What is being asked: Working from the entries below, count every line that includes the word "installed". Return the figure alone.

● ● ● ● ●

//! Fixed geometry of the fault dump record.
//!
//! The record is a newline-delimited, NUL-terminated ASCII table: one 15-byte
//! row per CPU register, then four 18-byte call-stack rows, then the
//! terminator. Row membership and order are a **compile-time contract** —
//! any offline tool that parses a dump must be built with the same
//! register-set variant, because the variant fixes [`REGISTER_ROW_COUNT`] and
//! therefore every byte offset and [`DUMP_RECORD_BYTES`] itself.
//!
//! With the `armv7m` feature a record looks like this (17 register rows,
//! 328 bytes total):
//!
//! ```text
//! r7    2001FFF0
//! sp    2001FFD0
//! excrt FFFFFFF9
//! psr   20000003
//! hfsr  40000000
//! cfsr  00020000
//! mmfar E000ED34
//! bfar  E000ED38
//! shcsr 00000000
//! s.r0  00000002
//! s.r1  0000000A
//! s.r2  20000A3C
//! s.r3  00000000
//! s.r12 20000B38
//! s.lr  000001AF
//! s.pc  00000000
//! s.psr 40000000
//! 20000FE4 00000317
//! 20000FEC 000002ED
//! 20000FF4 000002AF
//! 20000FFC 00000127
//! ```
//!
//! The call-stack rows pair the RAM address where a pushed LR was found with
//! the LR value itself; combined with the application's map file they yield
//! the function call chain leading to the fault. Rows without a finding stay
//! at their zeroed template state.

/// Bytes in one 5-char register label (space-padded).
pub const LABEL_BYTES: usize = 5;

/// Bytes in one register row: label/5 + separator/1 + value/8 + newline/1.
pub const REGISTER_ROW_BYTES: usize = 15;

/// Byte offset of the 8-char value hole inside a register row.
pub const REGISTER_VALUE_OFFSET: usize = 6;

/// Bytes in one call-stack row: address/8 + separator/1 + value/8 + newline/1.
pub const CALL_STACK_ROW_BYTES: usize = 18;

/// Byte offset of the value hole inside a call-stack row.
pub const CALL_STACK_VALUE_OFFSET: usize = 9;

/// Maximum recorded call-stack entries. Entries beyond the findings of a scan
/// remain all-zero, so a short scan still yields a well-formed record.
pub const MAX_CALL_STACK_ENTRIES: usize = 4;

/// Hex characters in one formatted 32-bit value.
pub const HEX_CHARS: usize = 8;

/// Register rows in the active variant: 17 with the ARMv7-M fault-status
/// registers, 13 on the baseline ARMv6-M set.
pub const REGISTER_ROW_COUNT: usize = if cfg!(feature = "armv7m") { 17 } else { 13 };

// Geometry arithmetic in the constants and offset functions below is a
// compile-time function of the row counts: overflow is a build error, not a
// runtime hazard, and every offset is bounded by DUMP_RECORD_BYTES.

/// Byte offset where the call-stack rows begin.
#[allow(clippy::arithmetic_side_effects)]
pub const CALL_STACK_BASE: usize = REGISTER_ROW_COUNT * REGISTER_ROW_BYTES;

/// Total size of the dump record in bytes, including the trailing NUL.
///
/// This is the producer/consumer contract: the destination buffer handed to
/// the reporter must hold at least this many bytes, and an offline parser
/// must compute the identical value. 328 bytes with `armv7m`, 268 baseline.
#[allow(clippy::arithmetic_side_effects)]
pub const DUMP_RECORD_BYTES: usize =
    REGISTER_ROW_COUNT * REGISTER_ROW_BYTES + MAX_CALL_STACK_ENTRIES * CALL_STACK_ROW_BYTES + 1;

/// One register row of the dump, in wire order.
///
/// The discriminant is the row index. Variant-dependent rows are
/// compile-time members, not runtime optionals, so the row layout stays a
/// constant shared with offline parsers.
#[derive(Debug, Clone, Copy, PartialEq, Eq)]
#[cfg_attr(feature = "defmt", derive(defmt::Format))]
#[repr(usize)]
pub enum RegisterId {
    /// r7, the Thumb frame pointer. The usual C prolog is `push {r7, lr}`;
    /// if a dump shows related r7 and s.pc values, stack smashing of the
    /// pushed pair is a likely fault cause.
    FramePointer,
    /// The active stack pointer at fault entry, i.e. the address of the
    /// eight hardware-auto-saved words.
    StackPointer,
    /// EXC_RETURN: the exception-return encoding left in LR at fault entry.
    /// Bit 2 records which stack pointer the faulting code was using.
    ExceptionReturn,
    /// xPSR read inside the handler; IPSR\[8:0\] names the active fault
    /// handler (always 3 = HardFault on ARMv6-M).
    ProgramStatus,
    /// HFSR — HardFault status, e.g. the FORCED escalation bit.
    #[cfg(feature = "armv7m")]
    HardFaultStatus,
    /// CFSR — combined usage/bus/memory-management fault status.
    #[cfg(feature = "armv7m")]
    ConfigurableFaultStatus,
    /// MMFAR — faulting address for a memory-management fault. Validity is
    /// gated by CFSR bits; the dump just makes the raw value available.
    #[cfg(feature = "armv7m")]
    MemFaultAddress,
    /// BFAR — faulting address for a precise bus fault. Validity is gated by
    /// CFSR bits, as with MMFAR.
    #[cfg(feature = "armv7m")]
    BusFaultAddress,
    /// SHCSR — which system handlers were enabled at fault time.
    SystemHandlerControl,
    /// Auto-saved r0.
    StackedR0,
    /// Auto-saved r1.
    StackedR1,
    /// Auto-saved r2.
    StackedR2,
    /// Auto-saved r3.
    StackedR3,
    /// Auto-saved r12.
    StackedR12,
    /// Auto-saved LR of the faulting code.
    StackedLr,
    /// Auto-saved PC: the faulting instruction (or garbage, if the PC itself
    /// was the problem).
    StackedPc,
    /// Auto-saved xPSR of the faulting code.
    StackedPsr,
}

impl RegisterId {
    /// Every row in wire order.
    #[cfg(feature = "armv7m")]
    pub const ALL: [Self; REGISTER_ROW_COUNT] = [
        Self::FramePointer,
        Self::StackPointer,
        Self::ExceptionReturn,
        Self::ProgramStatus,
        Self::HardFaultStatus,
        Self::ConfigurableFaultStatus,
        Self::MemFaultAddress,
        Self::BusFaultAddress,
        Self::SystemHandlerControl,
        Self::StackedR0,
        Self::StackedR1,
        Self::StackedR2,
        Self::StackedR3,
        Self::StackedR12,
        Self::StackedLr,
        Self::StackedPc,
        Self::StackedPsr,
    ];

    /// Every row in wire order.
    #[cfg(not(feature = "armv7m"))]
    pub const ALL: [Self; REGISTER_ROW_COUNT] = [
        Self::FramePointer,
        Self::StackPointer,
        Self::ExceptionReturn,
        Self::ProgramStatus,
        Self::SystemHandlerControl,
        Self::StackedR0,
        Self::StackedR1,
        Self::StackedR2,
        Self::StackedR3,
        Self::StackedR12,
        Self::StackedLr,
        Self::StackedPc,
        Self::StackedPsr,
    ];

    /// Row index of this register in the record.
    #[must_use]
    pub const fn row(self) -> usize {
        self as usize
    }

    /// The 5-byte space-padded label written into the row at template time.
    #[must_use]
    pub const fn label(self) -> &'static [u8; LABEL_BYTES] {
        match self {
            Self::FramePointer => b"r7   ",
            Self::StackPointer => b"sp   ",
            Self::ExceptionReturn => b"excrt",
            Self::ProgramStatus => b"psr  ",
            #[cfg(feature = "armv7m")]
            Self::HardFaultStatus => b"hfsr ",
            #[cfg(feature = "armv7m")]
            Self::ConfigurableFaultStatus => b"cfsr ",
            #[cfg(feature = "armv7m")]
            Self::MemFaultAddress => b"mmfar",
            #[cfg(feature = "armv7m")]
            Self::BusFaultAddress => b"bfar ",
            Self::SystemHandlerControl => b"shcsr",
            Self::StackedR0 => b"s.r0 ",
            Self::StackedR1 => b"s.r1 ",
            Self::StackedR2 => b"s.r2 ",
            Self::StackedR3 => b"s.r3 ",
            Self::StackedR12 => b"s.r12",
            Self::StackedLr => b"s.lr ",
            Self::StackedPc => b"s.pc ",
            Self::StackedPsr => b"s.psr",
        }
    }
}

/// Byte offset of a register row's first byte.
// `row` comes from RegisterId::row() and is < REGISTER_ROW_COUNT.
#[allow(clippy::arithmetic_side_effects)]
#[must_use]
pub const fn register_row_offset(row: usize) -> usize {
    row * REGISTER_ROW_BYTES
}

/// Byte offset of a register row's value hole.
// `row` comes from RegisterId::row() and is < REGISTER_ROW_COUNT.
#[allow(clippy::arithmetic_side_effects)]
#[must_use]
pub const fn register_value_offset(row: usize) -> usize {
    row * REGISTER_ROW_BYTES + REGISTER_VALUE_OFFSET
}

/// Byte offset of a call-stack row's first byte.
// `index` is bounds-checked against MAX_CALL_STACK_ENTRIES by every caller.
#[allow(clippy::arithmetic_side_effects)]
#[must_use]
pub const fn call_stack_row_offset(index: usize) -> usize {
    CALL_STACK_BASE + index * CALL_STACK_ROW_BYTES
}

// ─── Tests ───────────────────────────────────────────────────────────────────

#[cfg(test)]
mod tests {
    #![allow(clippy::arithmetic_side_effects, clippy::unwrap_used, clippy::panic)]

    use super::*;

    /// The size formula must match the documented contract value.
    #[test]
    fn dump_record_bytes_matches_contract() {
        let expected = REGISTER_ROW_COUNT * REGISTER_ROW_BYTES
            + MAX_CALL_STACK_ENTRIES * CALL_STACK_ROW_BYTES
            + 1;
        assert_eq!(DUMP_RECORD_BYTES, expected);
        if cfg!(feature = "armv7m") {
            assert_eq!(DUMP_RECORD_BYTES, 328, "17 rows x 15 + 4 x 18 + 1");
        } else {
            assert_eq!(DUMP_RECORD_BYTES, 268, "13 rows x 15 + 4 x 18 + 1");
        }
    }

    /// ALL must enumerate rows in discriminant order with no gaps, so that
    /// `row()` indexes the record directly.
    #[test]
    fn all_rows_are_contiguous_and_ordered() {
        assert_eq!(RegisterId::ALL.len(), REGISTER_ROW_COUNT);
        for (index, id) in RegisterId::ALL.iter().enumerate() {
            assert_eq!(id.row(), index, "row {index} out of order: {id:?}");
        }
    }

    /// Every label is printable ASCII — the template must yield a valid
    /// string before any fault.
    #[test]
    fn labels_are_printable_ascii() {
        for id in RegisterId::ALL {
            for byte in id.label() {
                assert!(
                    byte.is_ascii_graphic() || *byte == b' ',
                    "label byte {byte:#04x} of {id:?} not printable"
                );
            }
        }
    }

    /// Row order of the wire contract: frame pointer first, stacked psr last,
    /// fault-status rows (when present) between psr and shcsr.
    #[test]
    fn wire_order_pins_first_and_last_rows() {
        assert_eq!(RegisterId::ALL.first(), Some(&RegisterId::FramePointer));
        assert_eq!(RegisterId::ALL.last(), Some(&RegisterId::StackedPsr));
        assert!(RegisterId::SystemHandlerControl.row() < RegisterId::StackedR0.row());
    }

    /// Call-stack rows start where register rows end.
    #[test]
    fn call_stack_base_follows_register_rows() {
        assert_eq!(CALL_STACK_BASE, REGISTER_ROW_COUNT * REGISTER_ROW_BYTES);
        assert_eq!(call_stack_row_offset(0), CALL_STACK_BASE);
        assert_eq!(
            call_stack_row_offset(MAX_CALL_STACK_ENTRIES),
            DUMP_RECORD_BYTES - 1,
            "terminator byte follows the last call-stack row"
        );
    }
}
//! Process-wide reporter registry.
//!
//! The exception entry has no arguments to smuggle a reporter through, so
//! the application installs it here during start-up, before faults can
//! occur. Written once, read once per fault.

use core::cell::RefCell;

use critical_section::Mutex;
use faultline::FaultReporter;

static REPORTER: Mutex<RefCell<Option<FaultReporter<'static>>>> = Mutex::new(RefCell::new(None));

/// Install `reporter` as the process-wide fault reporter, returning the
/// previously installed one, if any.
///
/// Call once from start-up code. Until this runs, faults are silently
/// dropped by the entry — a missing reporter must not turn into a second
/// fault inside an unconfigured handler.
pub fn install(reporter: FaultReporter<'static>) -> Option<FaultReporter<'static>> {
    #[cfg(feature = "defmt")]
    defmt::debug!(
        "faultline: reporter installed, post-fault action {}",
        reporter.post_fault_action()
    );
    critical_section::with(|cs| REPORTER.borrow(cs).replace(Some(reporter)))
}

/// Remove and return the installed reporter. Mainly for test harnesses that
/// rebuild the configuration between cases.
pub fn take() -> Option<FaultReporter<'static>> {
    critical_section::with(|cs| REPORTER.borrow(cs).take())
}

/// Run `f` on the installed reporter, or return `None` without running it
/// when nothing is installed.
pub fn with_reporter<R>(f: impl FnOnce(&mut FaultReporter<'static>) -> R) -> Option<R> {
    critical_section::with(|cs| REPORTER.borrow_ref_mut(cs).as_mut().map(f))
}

● ● ● ● ●

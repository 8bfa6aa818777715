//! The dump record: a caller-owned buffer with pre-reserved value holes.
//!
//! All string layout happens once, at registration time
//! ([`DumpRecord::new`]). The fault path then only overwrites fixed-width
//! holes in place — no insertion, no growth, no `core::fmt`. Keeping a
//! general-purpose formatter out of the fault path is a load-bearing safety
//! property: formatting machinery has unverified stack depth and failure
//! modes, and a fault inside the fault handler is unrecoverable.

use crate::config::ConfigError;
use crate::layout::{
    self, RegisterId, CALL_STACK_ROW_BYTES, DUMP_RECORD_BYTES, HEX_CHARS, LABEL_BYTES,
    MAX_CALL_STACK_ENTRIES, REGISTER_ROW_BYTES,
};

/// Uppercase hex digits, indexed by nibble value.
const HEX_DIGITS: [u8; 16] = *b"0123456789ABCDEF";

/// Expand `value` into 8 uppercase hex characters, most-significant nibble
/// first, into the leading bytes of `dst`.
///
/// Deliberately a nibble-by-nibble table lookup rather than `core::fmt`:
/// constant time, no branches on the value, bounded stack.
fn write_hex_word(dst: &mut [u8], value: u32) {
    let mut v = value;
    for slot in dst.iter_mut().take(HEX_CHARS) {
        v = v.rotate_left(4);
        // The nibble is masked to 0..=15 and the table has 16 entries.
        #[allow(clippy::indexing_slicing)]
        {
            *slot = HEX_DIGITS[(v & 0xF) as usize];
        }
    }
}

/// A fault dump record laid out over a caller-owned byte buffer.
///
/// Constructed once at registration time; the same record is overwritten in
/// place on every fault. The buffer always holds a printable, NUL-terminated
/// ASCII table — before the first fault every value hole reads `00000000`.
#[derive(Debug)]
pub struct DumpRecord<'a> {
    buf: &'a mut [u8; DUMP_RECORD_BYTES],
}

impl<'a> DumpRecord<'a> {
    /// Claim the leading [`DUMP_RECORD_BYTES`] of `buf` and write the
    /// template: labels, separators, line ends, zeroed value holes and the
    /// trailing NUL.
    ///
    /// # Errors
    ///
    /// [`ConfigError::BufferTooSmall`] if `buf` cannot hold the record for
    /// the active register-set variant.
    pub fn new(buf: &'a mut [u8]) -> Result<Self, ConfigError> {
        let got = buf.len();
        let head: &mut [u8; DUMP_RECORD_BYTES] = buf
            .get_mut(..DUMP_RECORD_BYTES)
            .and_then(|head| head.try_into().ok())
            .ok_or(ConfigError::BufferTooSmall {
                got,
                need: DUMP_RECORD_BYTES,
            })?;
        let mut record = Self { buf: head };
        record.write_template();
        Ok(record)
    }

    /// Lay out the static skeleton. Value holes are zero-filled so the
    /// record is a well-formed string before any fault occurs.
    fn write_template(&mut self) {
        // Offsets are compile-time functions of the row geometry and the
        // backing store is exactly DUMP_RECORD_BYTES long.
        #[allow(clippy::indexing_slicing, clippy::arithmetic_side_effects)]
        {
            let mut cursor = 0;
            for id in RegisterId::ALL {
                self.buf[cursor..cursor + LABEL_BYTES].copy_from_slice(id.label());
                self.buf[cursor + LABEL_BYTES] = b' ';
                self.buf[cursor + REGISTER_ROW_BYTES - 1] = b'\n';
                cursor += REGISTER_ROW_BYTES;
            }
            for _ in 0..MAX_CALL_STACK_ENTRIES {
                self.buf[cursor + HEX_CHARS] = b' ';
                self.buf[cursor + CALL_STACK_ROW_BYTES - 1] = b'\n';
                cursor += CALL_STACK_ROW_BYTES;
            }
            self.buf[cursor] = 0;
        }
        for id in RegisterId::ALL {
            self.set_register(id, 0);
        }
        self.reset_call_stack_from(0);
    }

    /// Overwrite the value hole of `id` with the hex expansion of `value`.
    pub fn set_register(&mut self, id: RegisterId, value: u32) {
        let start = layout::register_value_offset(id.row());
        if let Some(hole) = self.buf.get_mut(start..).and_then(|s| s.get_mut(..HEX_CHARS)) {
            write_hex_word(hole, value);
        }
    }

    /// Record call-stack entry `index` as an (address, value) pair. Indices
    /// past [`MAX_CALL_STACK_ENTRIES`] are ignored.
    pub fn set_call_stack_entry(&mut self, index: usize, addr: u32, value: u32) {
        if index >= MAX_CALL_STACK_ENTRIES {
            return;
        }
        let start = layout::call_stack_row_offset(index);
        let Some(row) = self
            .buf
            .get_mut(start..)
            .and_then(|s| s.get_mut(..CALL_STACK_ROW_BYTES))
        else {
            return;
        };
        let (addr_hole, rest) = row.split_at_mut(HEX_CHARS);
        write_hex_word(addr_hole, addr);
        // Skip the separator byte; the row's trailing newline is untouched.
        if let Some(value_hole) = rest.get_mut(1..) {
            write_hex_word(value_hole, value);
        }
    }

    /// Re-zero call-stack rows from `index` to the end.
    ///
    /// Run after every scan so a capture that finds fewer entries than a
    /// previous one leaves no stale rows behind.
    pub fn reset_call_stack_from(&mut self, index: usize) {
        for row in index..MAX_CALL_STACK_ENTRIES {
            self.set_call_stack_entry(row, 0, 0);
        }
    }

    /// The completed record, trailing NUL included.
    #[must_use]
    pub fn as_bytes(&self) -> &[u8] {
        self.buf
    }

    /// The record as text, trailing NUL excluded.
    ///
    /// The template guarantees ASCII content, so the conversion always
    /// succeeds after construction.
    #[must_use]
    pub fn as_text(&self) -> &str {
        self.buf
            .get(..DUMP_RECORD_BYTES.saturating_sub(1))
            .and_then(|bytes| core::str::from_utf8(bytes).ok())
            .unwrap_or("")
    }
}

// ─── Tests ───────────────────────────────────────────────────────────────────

● ● ● ● ●

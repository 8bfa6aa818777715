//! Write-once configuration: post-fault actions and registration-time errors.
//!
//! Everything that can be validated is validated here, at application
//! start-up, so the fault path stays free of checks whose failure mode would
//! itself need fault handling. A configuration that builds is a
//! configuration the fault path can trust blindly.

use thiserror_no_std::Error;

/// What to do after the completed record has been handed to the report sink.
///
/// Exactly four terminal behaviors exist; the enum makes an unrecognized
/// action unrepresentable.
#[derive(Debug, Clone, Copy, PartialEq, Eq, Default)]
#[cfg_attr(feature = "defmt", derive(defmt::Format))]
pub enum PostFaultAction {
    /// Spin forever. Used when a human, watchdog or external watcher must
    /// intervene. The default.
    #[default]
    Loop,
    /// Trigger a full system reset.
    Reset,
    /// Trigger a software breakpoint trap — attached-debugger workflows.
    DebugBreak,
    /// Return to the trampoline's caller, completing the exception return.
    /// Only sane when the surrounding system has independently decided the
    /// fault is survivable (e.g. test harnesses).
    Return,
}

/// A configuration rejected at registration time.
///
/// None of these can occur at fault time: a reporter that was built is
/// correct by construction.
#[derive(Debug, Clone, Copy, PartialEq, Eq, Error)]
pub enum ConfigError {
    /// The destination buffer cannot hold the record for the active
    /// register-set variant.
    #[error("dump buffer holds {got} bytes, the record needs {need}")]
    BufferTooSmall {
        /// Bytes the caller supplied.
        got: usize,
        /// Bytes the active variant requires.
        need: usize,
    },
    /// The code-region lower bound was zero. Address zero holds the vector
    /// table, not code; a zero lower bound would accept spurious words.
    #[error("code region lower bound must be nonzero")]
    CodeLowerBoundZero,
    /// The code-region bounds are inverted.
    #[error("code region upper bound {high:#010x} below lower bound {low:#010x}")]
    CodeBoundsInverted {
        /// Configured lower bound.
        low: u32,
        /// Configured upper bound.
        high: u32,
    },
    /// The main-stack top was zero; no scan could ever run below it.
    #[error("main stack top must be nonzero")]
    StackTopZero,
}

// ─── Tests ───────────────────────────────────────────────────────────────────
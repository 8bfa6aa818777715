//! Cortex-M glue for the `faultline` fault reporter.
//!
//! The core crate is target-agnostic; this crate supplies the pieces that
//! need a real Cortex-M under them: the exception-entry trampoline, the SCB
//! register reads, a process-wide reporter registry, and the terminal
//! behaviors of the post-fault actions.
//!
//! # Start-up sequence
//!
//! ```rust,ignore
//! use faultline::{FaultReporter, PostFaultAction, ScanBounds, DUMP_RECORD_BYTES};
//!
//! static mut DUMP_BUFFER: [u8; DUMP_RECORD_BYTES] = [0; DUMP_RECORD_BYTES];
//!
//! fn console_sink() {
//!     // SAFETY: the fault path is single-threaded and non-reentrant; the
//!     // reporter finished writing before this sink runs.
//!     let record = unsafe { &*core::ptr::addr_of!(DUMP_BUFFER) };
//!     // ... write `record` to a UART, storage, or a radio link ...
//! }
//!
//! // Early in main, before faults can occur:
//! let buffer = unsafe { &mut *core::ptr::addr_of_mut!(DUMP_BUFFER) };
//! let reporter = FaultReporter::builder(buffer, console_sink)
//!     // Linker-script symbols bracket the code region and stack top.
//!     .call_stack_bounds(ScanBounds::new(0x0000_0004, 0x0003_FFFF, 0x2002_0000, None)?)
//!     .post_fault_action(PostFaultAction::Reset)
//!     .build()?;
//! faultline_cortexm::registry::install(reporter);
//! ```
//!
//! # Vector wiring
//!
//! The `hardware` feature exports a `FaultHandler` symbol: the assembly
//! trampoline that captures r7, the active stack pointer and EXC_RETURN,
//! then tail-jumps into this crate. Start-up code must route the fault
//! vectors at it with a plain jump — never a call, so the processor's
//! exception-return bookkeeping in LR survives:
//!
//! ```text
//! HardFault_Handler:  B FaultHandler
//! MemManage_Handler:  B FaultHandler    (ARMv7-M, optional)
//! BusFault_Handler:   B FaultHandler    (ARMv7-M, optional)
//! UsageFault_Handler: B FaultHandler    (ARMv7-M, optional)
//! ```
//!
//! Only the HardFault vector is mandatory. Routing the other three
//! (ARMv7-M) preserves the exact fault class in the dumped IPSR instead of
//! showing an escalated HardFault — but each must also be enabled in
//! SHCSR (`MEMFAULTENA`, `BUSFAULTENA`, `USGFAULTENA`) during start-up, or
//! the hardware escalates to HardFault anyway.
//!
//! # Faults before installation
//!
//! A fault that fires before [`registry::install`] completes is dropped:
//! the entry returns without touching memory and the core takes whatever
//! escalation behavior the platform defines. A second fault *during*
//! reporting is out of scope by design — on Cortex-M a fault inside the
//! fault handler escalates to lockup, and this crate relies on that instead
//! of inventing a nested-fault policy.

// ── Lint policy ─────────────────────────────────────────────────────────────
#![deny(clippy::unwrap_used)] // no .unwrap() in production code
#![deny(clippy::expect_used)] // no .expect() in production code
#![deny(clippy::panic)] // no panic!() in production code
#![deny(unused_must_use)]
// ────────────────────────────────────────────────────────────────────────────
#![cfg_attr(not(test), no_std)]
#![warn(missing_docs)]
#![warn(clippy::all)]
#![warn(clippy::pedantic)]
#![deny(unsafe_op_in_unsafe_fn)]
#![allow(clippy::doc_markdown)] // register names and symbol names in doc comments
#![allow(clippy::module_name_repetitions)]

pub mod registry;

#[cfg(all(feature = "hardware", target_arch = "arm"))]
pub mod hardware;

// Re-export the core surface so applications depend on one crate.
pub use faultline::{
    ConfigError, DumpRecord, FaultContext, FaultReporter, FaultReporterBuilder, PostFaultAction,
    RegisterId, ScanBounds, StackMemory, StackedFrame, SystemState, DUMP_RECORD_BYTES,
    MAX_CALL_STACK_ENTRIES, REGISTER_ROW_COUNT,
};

● ● ● ● ●

Solution for this task: 5